Much of this comes from an event that remains more influential than even that seismic day in February when the Premier League quietly announced that City had been charged. That was of course a Qatar World Cup that is still having a considerable effect on the campaign.
Summing this up is that it’s hard to get your head around the idea that a tournament actually happened this season. No, seriously. Qatar was more recent than Thomas Tuchel and Antonio Conte clashing over a handshake. It might even be more recent than Darwin Nunez being charitably described as “an agent of chaos” but, like one of his touches, that's lost in the mire.
Yet it is all of a line, as are some of the other facts of the campaign.
It is symbolic that the season of the Qatar World Cup also saw Abu Dhabi’s City come to the brink of a treble and Saudi Arabia’s Newcastle United get to the Champions League. There is actually a direct cause-and-effect here, since every major football decision these states have taken has seen their Gulf blockade rivals respond. The move to host the 2022 World Cup is still seen as setting off much of this.
One senior figure privately quipped that this is “the year that sportswashing won”. It is certainly one where a number of different strands defining the modern game came together. There may yet be more.
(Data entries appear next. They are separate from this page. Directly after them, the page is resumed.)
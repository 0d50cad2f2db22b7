//! Spatial and attribute queries over the loaded feature stores.

pub mod attribute;
pub mod result;
pub mod spatial;

pub use attribute::{AttributeOperator, AttributeQuery, AttributeResults};
pub use result::{LayerHits, QueryHit, QueryResult};
pub use spatial::SpatialQuery;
If the Sheikh Jassim bid does win the Manchester United sale, to conclude another of the season’s major themes, it would mean three of England’s Champions League clubs for next season are respectively owned by Abu Dhabi, Saudi Arabia and Qatar.
And yet there is another contrast there, even if you have to go a little deeper.
For all that the top end of the sport has become the preserve of Western billionaires and – increasingly – autocratic states, there has been a joyous unpredictability below that. The Europa League and Europa Conference League have been alive with opportunity and more captivating than ever, just as the Champions League top end – and its group of potential winners – has become so small. There is an enriching vitality in the two lesser competitions that are no longer seen at the elite level. One has the same teams and stories. The other two have revitalising runs at rare glory.
The wildness of the Premier League’s bottom two-thirds meanwhile showed what the entire division could and should be like. The EFL play-offs were captivating, and featured two uplifting stories in Sheffield Wednesday’s historic comeback against Peterborough United and Luton Town’s rise.
Rob Edwards’s side will join Brighton and Brentford in the Premier League now, both of whom have continued to defy the wider realities of the game. Leicester City’s relegation at the same time showed how difficult and fleeting that can be, how it can evaporate. Any success from outside the elite is therefore to be relished, in the manner that Napoli did in Serie A and Feyenoord in Eredivisie.
Such feats stand as uplifting sporting stories in contrast to what the Qatar World Cup represented. Some were ironically influenced by that tournament, since an unprecedented disruption to the regular club season inevitably had a profound effect. It played havoc with physical conditioning programmes. All had to adapt, some did better than others.
It was undeniably a factor in Liverpool, Tottenham Hotspur and Chelsea having such poor seasons, if obviously not the main reason. The issue is more that, if things go as normal, the wealthiest tend to succeed. This season was anything but normal as it continues to stretch on for so long.
None of that is to excuse many flaws of course, not least in Chelsea’s excessive spending. There is a moral lesson there that money can only bring so much, at least in the short term.
There was also classic pantomime underneath the most serious discussions.
Todd Boehly made himself one of the game’s modern characters, reminiscent of some of the larger-than-life figures of the 1970s. Frank Lampard’s return was an almost comical cameo, that only left bemusement. Conte put on a theatrical performance before ultimately leaving Spurs. Pep Guardiola had a display of his own in dismissing his players as “happy flowers”.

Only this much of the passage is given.